AD Clark testified that he hired Coach Adkins, but he also repeatedly used thé word “we” in describing her hire, and it appears that a committee was involved in the hiring decision. If AD Clark was the [804]*804ultimate decision maker with respect to hiring Coach Adkins, it is unlikely that he would hire a woman and then fire her because she was a woman. But still, assuming Coach Adkins could show that the University’s reasons for her termination were pretextual, there is insufficient evidence that the actual reason AD Clark decided to terminate her was unlawful discrimination. Consequently, she did not persuade the Court that unlawful discrimination was a more likely reason for her termination.

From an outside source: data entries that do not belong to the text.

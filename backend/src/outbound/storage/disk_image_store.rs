//! Local-disk implementation of the `ImageStore` port.
//!
//! Files land in a flat upload directory under names of the form
//! `<field>-<timestamp><ext>`, e.g. `photos-1712345678901234567.jpg`. The
//! timestamp has nanosecond precision so several files written for one
//! request cannot collide.

use std::path::PathBuf;
use std::sync::Arc;
use std::sync::atomic::{AtomicI64, Ordering};

use async_trait::async_trait;
use chrono::Utc;

use crate::domain::ports::{ImageStore, ImageStoreError};
use crate::domain::submission::ImageUpload;

/// The multipart field whose name prefixes every stored file.
const FIELD_NAME: &str = "photos";

/// Image store rooted at one upload directory on the local filesystem.
#[derive(Debug, Clone)]
pub struct DiskImageStore {
    root: PathBuf,
    last_stamp: Arc<AtomicI64>,
}

impl DiskImageStore {
    /// Create a store rooted at the given directory.
    pub fn new(root: impl Into<PathBuf>) -> Self {
        Self {
            root: root.into(),
            last_stamp: Arc::new(AtomicI64::new(0)),
        }
    }

    /// Create the upload directory if it does not exist yet.
    pub async fn ensure_root(&self) -> Result<(), ImageStoreError> {
        tokio::fs::create_dir_all(&self.root)
            .await
            .map_err(|err| ImageStoreError::io(err.to_string()))
    }

    /// Filenames must stay inside the upload directory.
    fn guard_filename(filename: &str) -> Result<(), ImageStoreError> {
        if filename.is_empty()
            || filename.contains('/')
            || filename.contains('\\')
            || filename.contains("..")
        {
            return Err(ImageStoreError::invalid_filename(filename));
        }
        Ok(())
    }

    /// Strictly increasing per store instance, so files written for one
    /// request cannot collide even when the clock tick has not advanced.
    fn next_timestamp(&self) -> i64 {
        let now = Utc::now().timestamp_nanos_opt().unwrap_or_default();
        let prev = self.last_stamp.fetch_max(now, Ordering::AcqRel);
        if prev >= now {
            self.last_stamp.fetch_add(1, Ordering::AcqRel) + 1
        } else {
            now
        }
    }

    fn next_filename(&self, extension: &str) -> String {
        let timestamp = self.next_timestamp();
        format!("{FIELD_NAME}-{timestamp}{extension}")
    }
}

#[async_trait]
impl ImageStore for DiskImageStore {
    async fn save(&self, upload: &ImageUpload) -> Result<String, ImageStoreError> {
        Self::guard_filename(&upload.extension)?;
        let filename = self.next_filename(&upload.extension);
        tokio::fs::write(self.root.join(&filename), &upload.content)
            .await
            .map_err(|err| ImageStoreError::io(err.to_string()))?;
        Ok(filename)
    }

    async fn remove(&self, filename: &str) -> Result<(), ImageStoreError> {
        Self::guard_filename(filename)?;
        tokio::fs::remove_file(self.root.join(filename))
            .await
            .map_err(|err| ImageStoreError::io(err.to_string()))
    }
}
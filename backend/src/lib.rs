//! Tradepost classifieds backend library modules.

pub mod doc;
pub mod domain;
pub mod inbound;
pub mod middleware;
pub mod outbound;

/// Public OpenAPI surface used by Swagger UI and tooling.
pub use doc::ApiDoc;
/// Request trace middleware, re-exported for server wiring.
pub use middleware::Trace;
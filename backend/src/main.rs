//! Backend entry point: configuration, store lifecycle, and server startup.

mod server;

use std::env;
use std::net::SocketAddr;
use std::path::PathBuf;

use actix_web::cookie::{Key, SameSite};
use actix_web::web;
use tracing::{info, warn};
use tracing_subscriber::{EnvFilter, fmt};
use zeroize::Zeroize;

use server::{ServerConfig, create_server};
use tradepost_backend::inbound::http::health::HealthState;
use tradepost_backend::outbound::persistence::{DbPool, PoolConfig};
use tradepost_backend::outbound::storage::DiskImageStore;

fn session_key() -> std::io::Result<Key> {
    let key_path =
        env::var("SESSION_KEY_FILE").unwrap_or_else(|_| "/var/run/secrets/session_key".into());
    match std::fs::read(&key_path) {
        Ok(mut bytes) => {
            let key = Key::derive_from(&bytes);
            bytes.zeroize();
            Ok(key)
        }
        Err(e) => {
            let allow_dev = env::var("SESSION_ALLOW_EPHEMERAL").ok().as_deref() == Some("1");
            if cfg!(debug_assertions) || allow_dev {
                warn!(path = %key_path, error = %e, "using temporary session key (dev only)");
                Ok(Key::generate())
            } else {
                Err(std::io::Error::other(format!(
                    "failed to read session key at {key_path}: {e}"
                )))
            }
        }
    }
}

/// Application bootstrap.
#[actix_web::main]
async fn main() -> std::io::Result<()> {
    if let Err(e) = fmt()
        .with_env_filter(EnvFilter::from_default_env())
        .json()
        .try_init()
    {
        warn!(error = %e, "tracing init failed");
    }

    let database_url = env::var("DATABASE_URL")
        .map_err(|_| std::io::Error::other("DATABASE_URL must be set"))?;
    let bind_addr: SocketAddr = env::var("BIND_ADDR")
        .unwrap_or_else(|_| "0.0.0.0:8080".into())
        .parse()
        .map_err(|e| std::io::Error::other(format!("invalid BIND_ADDR: {e}")))?;
    let upload_dir =
        PathBuf::from(env::var("UPLOAD_DIR").unwrap_or_else(|_| "uploads/products".into()));
    let cookie_secure = env::var("SESSION_COOKIE_SECURE")
        .map(|v| v != "0")
        .unwrap_or(true);
    let key = session_key()?;

    // The pool is the only store handle in the process: opened here, handed
    // to the adapters, dropped after the server stops.
    let db_pool = DbPool::new(PoolConfig::new(database_url))
        .await
        .map_err(|e| std::io::Error::other(format!("database pool init failed: {e}")))?;

    DiskImageStore::new(upload_dir.clone())
        .ensure_root()
        .await
        .map_err(|e| std::io::Error::other(format!("upload directory init failed: {e}")))?;

    let health_state = web::Data::new(HealthState::new());
    let config = ServerConfig::new(
        key,
        cookie_secure,
        SameSite::Lax,
        bind_addr,
        db_pool,
        upload_dir,
    );

    info!(addr = %config.bind_addr(), "starting server");
    let server = create_server(health_state.clone(), config)?;
    let result = server.await;
    health_state.mark_unhealthy();
    result
}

4. An Inference Created by First Offering the Coaching Position Previously Held by Coach Adkins to a Woman
In both pretrial briefing and during the trial testimony, both parties were concerned with litigating the issue of whether the University first offered the vacancy created by Coach Adkins’s absence to a woman before hiring a man to replace her.10 The University argued that because AD Clark attempted to replace Coach Adkins with another woman, this creates a “strong inference” that AD Clark’s motive in terminating Adkins was not because she was a woman. (Def.’s Trial Br., p. 2) (citing Thomas v. Runyon, 108 F.3d 957 (8th Cir. 1997)). The cited case does not hold that any such inference is created, however, and treats the replacement of a plaintiff by someone in the same protected category as an additional circumstance to be weighed in the totality of circumstances, weighing it as a factor that is probative of a legitimate, nondiscriminatory reason. Thomas v. Runyon, 108 F.3d 957, 961 (8th Cir. 1997). The Court declines to adopt the University’s proposed inference, but finds that this factor provides additional support for the conclusion that Coach Adkins cannot show the proffered reason was pretext for unlawful discrimination.
IV. Conclusion
Coach Adkins has not shown that any of the University’s reasons is pretext for unlawful discrimination. For the reasons set forth above, the Court concludes that the University did not discriminate against Coach Adkins based on her gender.
IT IS THEREFORE ORDERED that this case is DISMISSED WITH PREJUDICE.
Judgment will be entered accordingly.
IT IS SO ORDERED this 30th day of June, 2017.